= Data shown =

=======

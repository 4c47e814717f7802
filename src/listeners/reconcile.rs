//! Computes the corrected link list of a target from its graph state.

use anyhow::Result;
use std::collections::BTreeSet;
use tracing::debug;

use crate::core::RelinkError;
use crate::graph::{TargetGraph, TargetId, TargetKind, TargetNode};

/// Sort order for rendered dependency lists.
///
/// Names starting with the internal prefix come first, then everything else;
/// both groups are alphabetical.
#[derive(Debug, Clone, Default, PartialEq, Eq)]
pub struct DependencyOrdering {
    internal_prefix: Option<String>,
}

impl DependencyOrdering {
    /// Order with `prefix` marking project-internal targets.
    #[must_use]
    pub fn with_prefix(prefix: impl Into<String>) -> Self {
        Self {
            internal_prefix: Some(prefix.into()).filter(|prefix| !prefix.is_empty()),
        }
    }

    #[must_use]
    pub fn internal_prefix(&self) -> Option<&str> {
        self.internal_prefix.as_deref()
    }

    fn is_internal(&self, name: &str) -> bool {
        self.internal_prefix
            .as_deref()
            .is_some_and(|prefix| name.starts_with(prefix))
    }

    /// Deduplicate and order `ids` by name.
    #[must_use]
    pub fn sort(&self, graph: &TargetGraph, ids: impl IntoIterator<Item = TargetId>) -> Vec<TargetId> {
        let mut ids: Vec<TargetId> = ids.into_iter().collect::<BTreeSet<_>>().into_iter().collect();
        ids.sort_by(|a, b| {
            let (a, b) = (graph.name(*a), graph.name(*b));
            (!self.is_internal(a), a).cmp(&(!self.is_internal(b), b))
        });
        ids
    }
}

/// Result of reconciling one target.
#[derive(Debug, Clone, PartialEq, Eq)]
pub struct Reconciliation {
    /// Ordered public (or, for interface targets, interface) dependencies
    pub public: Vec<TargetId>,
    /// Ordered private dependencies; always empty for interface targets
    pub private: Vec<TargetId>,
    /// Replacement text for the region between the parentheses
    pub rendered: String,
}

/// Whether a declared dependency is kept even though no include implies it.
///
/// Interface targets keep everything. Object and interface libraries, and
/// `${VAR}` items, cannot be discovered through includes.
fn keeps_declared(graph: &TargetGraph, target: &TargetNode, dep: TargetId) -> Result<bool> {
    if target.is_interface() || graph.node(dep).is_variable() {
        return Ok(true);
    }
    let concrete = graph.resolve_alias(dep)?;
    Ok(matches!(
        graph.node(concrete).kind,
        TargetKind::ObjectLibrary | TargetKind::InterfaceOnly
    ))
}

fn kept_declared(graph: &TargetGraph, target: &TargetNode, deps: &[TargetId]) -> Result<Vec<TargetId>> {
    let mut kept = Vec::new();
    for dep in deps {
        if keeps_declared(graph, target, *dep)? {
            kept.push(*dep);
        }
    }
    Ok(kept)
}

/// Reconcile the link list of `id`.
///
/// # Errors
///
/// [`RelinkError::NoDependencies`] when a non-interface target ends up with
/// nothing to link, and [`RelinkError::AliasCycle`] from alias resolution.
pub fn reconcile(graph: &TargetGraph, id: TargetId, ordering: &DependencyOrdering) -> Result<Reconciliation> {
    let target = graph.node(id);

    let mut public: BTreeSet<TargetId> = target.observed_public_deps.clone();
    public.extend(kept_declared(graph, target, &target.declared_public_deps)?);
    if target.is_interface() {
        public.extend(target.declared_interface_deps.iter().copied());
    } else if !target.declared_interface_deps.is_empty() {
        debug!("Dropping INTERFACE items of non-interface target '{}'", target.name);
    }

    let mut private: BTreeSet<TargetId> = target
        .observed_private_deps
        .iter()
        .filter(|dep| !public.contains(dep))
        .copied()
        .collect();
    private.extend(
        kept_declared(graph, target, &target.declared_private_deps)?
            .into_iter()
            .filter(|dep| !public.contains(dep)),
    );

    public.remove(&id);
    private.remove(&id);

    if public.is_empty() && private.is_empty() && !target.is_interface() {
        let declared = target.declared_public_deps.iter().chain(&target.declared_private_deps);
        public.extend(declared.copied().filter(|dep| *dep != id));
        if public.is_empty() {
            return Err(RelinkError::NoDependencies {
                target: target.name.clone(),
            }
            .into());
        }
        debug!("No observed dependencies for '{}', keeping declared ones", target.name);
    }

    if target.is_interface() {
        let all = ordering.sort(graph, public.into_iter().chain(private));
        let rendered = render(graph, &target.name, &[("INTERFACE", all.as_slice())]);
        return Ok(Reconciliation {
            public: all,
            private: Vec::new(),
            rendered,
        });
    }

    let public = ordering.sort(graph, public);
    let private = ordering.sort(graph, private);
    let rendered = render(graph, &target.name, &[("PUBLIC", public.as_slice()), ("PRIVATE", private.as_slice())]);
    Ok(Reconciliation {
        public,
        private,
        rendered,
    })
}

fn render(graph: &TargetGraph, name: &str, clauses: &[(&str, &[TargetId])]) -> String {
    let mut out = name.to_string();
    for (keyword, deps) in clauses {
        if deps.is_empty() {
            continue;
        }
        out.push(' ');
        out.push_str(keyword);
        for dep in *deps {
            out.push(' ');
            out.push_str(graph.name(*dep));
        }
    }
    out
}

=======

= Task requirements =
Each record is to be repeated exactly.

= Solution to the exercise =
repository 4c47e814717f7802
filename src/listeners/reconcile.rs
//! Computes the corrected link list of a target from its graph state.

use anyhow::Result;
use std::collections::BTreeSet;
use tracing::debug;

use crate::core::RelinkError;
use crate::graph::{TargetGraph, TargetId, TargetKind, TargetNode};

/// Sort order for rendered dependency lists.
///
/// Names starting with the internal prefix come first, then everything else;
/// both groups are alphabetical.
#[derive(Debug, Clone, Default, PartialEq, Eq)]
pub struct DependencyOrdering {
    internal_prefix: Option<String>,
}

impl DependencyOrdering {
    /// Order with `prefix` marking project-internal targets.
    #[must_use]
    pub fn with_prefix(prefix: impl Into<String>) -> Self {
        Self {
            internal_prefix: Some(prefix.into()).filter(|prefix| !prefix.is_empty()),
        }
    }

    #[must_use]
    pub fn internal_prefix(&self) -> Option<&str> {
        self.internal_prefix.as_deref()
    }

    fn is_internal(&self, name: &str) -> bool {
        self.internal_prefix
            .as_deref()
            .is_some_and(|prefix| name.starts_with(prefix))
    }

    /// Deduplicate and order `ids` by name.
    #[must_use]
    pub fn sort(&self, graph: &TargetGraph, ids: impl IntoIterator<Item = TargetId>) -> Vec<TargetId> {
        let mut ids: Vec<TargetId> = ids.into_iter().collect::<BTreeSet<_>>().into_iter().collect();
        ids.sort_by(|a, b| {
            let (a, b) = (graph.name(*a), graph.name(*b));
            (!self.is_internal(a), a).cmp(&(!self.is_internal(b), b))
        });
        ids
    }
}

/// Result of reconciling one target.
#[derive(Debug, Clone, PartialEq, Eq)]
pub struct Reconciliation {
    /// Ordered public (or, for interface targets, interface) dependencies
    pub public: Vec<TargetId>,
    /// Ordered private dependencies; always empty for interface targets
    pub private: Vec<TargetId>,
    /// Replacement text for the region between the parentheses
    pub rendered: String,
}

/// Whether a declared dependency is kept even though no include implies it.
///
/// Interface targets keep everything. Object and interface libraries, and
/// `${VAR}` items, cannot be discovered through includes.
fn keeps_declared(graph: &TargetGraph, target: &TargetNode, dep: TargetId) -> Result<bool> {
    if target.is_interface() || graph.node(dep).is_variable() {
        return Ok(true);
    }
    let concrete = graph.resolve_alias(dep)?;
    Ok(matches!(
        graph.node(concrete).kind,
        TargetKind::ObjectLibrary | TargetKind::InterfaceOnly
    ))
}

fn kept_declared(graph: &TargetGraph, target: &TargetNode, deps: &[TargetId]) -> Result<Vec<TargetId>> {
    let mut kept = Vec::new();
    for dep in deps {
        if keeps_declared(graph, target, *dep)? {
            kept.push(*dep);
        }
    }
    Ok(kept)
}

/// Reconcile the link list of `id`.
///
/// # Errors
///
/// [`RelinkError::NoDependencies`] when a non-interface target ends up with
/// nothing to link, and [`RelinkError::AliasCycle`] from alias resolution.
pub fn reconcile(graph: &TargetGraph, id: TargetId, ordering: &DependencyOrdering) -> Result<Reconciliation> {
    let target = graph.node(id);

    let mut public: BTreeSet<TargetId> = target.observed_public_deps.clone();
    public.extend(kept_declared(graph, target, &target.declared_public_deps)?);
    if target.is_interface() {
        public.extend(target.declared_interface_deps.iter().copied());
    } else if !target.declared_interface_deps.is_empty() {
        debug!("Dropping INTERFACE items of non-interface target '{}'", target.name);
    }

    let mut private: BTreeSet<TargetId> = target
        .observed_private_deps
        .iter()
        .filter(|dep| !public.contains(dep))
        .copied()
        .collect();
    private.extend(
        kept_declared(graph, target, &target.declared_private_deps)?
            .into_iter()
            .filter(|dep| !public.contains(dep)),
    );

    public.remove(&id);
    private.remove(&id);

    if public.is_empty() && private.is_empty() && !target.is_interface() {
        let declared = target.declared_public_deps.iter().chain(&target.declared_private_deps);
        public.extend(declared.copied().filter(|dep| *dep != id));
        if public.is_empty() {
            return Err(RelinkError::NoDependencies {
                target: target.name.clone(),
            }
            .into());
        }
        debug!("No observed dependencies for '{}', keeping declared ones", target.name);
    }

    if target.is_interface() {
        let all = ordering.sort(graph, public.into_iter().chain(private));
        let rendered = render(graph, &target.name, &[("INTERFACE", all.as_slice())]);
        return Ok(Reconciliation {
            public: all,
            private: Vec::new(),
            rendered,
        });
    }

    let public = ordering.sort(graph, public);
    let private = ordering.sort(graph, private);
    let rendered = render(graph, &target.name, &[("PUBLIC", public.as_slice()), ("PRIVATE", private.as_slice())]);
    Ok(Reconciliation {
        public,
        private,
        rendered,
    })
}

fn render(graph: &TargetGraph, name: &str, clauses: &[(&str, &[TargetId])]) -> String {
    let mut out = name.to_string();
    for (keyword, deps) in clauses {
        if deps.is_empty() {
            continue;
        }
        out.push(' ');
        out.push_str(keyword);
        for dep in *deps {
            out.push(' ');
            out.push_str(graph.name(*dep));
        }
    }
    out
}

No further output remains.